Stored data:
######

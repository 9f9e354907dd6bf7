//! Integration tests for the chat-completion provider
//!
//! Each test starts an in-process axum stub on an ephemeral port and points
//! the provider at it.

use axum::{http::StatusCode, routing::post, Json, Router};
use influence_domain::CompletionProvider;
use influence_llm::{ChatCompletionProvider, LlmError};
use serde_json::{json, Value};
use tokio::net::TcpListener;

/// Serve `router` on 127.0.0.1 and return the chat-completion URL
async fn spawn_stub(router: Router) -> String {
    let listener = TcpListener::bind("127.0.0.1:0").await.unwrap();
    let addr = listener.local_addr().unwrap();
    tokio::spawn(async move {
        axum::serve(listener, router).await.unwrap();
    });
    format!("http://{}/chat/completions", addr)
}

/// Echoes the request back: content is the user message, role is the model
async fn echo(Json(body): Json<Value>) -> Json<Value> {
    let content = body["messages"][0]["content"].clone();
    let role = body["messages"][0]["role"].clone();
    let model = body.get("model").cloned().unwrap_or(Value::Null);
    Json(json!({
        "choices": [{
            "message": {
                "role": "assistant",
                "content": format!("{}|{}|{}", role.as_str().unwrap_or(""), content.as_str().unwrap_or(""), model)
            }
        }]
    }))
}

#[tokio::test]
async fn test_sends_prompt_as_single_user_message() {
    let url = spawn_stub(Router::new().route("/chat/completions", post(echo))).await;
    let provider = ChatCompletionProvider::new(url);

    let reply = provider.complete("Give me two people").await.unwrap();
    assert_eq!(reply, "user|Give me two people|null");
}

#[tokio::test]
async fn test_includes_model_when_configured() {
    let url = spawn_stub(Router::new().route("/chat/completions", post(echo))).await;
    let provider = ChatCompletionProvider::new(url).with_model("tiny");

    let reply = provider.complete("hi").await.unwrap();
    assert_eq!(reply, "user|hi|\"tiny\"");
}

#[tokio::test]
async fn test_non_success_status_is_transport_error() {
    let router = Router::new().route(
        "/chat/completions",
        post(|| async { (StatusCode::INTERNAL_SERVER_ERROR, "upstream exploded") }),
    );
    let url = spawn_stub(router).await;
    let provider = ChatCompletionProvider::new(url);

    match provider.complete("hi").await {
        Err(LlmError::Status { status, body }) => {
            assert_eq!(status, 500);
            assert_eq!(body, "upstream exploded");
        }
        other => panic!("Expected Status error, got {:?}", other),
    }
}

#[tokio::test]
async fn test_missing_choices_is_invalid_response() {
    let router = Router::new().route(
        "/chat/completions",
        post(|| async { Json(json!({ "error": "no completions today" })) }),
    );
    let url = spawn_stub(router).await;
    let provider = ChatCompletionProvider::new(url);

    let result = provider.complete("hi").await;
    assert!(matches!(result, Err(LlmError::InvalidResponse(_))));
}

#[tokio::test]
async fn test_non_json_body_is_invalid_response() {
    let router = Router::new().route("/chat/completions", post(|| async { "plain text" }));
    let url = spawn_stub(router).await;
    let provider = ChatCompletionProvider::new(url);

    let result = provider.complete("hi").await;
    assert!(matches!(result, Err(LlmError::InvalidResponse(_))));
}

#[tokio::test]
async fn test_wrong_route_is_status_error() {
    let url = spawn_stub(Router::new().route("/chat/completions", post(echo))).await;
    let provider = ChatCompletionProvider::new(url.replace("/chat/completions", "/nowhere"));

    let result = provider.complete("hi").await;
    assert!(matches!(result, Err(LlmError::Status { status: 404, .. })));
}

######

Show all lines in the entries above where the string "Value" appears.

Final answer
use serde_json::{json, Value};
async fn echo(Json(body): Json<Value>) -> Json<Value> {
    let model = body.get("model").cloned().unwrap_or(Value::Null);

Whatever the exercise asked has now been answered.